[EXERCISE INPUT Boundary: Start]
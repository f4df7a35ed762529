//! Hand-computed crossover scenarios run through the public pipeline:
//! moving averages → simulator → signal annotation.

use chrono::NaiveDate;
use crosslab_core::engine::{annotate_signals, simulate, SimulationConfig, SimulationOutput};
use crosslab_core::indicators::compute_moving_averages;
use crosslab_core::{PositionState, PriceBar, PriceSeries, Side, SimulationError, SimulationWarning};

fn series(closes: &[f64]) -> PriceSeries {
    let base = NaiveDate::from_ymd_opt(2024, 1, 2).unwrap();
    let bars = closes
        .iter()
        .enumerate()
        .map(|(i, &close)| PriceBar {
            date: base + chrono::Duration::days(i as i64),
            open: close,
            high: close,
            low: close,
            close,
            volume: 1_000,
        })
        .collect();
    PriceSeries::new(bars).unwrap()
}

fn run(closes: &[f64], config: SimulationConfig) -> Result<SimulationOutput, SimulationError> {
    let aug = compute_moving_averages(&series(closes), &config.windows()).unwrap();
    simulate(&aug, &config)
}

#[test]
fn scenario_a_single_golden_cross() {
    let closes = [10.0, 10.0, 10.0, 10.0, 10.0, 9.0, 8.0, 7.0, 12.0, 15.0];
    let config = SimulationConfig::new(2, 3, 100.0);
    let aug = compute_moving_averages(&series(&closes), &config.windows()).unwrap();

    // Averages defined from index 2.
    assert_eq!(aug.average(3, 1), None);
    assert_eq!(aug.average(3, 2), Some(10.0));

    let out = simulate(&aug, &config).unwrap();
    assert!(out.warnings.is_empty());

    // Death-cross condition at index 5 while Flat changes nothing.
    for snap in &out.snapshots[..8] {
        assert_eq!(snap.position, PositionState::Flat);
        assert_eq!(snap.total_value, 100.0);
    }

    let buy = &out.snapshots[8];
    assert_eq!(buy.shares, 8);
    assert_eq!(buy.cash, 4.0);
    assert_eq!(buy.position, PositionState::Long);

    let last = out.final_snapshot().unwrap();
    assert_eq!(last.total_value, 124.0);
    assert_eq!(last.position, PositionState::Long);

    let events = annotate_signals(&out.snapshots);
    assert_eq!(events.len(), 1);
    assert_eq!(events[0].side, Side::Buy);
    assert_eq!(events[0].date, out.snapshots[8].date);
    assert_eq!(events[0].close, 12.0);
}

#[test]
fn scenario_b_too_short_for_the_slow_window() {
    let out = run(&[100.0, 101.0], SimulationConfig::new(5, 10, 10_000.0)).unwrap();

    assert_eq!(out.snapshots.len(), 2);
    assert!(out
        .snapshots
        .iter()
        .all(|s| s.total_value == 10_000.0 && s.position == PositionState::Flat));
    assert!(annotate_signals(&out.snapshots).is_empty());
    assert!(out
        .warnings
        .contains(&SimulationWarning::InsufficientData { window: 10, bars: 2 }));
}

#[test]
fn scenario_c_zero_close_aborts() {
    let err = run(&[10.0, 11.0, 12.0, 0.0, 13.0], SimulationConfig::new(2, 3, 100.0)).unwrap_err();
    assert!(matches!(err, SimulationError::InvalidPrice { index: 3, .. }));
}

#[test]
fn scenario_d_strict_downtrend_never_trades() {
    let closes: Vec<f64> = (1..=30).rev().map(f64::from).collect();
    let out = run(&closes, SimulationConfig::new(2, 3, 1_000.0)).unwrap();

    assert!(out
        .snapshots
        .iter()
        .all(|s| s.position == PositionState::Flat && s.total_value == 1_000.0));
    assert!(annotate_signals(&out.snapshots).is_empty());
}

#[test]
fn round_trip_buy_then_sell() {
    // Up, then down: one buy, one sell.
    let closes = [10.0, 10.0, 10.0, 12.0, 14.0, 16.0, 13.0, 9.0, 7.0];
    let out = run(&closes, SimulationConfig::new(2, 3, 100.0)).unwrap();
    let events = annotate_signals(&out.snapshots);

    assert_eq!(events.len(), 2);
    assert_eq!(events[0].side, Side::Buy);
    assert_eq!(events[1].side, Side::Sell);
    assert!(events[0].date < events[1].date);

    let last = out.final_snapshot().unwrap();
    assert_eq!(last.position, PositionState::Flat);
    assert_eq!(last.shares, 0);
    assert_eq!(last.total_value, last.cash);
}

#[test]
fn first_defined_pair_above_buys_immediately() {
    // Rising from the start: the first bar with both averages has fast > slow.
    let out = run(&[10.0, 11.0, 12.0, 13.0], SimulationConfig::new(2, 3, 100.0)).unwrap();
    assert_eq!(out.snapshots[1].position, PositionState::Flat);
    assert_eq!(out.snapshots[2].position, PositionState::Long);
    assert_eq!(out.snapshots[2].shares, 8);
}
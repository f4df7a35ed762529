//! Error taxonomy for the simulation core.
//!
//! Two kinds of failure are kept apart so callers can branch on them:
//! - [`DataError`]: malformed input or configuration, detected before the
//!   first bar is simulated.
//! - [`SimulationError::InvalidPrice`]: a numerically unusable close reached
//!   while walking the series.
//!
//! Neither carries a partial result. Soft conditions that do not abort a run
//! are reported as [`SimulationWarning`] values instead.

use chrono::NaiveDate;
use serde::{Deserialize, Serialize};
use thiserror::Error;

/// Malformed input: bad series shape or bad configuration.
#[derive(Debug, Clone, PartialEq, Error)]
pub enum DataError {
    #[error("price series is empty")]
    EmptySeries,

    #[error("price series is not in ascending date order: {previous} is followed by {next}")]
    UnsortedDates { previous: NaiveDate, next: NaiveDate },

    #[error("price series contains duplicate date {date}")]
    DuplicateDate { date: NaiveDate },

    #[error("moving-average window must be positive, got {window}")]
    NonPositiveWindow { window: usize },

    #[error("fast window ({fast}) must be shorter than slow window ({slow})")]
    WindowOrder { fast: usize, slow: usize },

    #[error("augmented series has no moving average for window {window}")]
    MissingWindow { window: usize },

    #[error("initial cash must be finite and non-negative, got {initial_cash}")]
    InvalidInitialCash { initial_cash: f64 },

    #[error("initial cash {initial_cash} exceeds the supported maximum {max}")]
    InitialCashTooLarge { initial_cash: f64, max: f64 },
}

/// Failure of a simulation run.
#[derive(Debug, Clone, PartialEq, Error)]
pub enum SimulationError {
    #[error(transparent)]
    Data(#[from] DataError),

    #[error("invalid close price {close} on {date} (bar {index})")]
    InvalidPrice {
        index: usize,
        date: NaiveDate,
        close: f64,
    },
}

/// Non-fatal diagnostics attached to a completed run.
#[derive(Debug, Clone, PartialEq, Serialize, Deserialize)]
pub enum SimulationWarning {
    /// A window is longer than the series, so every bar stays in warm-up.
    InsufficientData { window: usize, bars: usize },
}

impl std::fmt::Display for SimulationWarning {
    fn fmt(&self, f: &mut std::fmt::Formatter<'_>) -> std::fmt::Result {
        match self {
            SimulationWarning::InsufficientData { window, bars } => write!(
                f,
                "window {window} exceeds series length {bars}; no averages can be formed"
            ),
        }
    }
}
[EXERCISE INPUT Boundary: End]
[EXERCISE INPUT Boundary: Start]
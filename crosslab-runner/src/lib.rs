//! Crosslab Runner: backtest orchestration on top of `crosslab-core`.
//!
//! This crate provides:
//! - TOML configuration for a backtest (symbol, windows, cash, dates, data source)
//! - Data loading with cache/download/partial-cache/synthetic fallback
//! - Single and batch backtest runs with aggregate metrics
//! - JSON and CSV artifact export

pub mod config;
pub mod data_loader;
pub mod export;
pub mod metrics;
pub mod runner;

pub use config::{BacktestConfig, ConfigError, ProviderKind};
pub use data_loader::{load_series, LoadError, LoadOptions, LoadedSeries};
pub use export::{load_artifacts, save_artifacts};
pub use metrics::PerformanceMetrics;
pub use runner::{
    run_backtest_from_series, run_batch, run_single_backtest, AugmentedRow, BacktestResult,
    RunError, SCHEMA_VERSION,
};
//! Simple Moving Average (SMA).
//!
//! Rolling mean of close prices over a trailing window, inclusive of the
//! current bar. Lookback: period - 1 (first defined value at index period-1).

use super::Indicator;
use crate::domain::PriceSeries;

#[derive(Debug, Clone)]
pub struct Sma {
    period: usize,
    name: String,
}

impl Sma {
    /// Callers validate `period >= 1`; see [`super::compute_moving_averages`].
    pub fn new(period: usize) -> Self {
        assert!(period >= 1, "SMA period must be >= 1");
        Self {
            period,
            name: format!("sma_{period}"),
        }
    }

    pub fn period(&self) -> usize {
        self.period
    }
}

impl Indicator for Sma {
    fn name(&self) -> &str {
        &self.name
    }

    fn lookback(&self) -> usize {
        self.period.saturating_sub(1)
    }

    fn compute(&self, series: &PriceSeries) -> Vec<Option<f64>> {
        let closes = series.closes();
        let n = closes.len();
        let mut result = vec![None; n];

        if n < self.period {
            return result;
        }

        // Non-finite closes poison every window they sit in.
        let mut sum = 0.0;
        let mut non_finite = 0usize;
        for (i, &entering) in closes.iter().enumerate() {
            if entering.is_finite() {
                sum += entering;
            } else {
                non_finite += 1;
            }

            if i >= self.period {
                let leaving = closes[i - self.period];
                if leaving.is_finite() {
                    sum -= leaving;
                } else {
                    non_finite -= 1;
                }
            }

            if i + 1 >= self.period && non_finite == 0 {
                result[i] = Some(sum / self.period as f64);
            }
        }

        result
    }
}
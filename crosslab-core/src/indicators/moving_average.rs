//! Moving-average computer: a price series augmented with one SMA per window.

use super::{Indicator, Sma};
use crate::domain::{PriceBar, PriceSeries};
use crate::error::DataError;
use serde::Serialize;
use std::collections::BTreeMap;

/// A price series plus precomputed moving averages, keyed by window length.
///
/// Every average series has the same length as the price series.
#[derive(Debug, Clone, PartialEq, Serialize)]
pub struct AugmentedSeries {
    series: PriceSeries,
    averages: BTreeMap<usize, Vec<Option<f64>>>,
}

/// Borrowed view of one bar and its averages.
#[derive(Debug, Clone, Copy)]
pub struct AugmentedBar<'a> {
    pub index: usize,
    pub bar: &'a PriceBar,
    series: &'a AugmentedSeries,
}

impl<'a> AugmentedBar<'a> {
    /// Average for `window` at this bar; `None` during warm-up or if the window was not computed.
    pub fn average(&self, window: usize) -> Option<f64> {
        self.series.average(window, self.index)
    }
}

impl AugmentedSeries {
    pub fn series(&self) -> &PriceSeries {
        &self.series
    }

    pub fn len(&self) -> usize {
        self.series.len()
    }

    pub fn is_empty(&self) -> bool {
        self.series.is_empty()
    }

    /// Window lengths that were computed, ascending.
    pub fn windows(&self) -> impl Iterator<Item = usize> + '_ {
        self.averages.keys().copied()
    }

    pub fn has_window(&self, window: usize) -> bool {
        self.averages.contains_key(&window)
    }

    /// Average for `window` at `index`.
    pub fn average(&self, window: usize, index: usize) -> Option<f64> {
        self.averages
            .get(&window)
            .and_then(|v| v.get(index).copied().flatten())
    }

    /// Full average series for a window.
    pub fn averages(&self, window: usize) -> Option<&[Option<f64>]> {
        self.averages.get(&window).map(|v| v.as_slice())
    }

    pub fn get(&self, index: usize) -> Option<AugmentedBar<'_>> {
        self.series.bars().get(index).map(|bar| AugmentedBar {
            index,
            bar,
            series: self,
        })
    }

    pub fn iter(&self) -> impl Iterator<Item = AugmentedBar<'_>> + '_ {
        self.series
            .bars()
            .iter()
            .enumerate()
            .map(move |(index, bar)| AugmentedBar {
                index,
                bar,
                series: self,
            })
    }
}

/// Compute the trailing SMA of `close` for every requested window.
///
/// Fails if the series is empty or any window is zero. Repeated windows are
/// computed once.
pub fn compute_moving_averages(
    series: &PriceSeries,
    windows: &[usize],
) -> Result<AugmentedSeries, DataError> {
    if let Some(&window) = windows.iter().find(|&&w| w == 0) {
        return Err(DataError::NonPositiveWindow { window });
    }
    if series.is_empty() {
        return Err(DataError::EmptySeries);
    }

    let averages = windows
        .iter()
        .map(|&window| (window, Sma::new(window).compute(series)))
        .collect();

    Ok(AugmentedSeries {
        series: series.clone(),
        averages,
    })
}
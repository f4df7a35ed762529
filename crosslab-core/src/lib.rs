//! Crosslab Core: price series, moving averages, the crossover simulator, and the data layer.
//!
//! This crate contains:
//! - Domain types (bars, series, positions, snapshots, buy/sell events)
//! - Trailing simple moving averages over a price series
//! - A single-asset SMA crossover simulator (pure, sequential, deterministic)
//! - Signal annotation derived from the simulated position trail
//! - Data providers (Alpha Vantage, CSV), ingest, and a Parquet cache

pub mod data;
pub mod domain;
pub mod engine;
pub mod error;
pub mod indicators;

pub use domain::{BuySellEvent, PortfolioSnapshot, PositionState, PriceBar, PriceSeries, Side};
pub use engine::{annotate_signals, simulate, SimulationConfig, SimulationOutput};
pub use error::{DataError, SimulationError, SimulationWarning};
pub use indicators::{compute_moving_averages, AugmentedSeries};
[EXERCISE INPUT Boundary: End]
[EXERCISE INPUT Boundary: Start]
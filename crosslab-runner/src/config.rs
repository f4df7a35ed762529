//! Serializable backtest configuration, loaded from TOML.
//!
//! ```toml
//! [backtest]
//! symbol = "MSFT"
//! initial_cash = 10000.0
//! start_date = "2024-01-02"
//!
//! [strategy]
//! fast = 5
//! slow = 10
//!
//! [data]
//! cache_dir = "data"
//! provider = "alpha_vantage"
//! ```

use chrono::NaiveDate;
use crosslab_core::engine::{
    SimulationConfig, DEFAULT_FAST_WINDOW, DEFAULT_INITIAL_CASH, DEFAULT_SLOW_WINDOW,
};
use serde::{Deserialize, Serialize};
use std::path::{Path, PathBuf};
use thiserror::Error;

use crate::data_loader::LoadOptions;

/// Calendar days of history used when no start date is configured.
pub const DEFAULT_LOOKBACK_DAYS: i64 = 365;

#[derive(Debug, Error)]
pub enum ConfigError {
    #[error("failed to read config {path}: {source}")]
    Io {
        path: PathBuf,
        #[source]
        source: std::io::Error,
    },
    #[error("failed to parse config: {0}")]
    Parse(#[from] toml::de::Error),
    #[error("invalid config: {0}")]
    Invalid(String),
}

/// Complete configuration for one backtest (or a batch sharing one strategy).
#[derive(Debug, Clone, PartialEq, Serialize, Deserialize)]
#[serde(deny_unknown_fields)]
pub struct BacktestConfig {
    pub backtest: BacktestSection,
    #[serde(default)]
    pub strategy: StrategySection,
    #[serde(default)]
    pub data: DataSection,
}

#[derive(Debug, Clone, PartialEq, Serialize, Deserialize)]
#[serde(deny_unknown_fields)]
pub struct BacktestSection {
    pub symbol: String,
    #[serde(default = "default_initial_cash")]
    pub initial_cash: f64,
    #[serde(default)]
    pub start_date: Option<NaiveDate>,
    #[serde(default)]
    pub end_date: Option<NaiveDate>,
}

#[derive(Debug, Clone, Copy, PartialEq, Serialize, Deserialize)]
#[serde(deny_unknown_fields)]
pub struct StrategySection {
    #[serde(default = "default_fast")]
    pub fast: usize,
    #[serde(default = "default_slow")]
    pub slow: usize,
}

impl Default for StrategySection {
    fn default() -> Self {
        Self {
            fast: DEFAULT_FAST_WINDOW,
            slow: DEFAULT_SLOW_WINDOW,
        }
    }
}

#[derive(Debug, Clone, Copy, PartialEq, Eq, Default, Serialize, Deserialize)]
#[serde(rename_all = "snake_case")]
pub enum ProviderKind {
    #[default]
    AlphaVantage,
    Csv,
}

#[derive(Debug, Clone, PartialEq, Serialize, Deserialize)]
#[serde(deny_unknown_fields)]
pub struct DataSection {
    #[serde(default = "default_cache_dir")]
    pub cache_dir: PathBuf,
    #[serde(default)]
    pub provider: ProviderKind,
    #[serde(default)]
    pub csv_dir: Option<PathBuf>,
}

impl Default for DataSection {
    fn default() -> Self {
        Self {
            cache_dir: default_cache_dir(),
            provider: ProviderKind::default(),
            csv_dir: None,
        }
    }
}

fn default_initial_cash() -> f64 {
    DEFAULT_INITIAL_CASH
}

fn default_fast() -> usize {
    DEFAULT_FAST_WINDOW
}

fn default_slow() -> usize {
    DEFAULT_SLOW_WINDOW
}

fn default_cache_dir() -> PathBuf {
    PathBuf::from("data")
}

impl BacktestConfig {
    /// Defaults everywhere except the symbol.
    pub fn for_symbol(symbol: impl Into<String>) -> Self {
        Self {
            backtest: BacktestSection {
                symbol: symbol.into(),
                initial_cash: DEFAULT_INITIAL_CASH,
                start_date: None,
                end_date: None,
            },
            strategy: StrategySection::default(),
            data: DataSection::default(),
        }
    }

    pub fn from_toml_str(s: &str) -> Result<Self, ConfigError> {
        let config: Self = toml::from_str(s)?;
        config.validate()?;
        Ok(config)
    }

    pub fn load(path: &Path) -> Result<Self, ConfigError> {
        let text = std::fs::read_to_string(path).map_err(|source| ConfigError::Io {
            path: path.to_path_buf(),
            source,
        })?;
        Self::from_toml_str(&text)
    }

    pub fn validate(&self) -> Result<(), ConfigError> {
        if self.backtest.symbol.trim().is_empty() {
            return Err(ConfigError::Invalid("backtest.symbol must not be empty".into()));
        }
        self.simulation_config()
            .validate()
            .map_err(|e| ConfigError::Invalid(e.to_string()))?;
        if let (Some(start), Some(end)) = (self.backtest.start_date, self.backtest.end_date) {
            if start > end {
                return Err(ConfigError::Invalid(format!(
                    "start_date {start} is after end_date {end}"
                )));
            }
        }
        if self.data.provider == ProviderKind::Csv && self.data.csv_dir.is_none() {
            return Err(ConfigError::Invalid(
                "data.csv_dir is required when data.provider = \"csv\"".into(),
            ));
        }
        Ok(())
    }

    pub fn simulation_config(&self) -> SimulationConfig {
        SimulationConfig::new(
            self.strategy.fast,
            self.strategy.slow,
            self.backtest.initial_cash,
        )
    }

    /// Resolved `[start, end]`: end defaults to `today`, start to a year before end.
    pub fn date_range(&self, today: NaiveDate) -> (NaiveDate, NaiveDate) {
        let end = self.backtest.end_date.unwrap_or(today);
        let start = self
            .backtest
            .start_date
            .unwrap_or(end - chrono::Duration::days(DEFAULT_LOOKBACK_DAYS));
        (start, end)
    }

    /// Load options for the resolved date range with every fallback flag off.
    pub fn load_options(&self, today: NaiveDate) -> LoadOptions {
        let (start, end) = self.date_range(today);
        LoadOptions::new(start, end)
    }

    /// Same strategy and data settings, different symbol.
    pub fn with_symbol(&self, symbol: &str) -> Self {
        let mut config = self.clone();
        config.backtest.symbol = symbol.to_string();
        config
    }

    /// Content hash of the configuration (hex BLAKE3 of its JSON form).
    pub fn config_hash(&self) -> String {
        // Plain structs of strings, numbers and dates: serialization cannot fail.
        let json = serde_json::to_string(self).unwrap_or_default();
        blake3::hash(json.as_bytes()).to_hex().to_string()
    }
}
[EXERCISE INPUT Boundary: End]
[WHAT YOU WILL DO]
All lines containing "super" in the material above should appear in your reply, copied exactly.

[YOUR RESPONSE]
use super::Indicator;
    /// Callers validate `period >= 1`; see [`super::compute_moving_averages`].
use super::{Indicator, Sma};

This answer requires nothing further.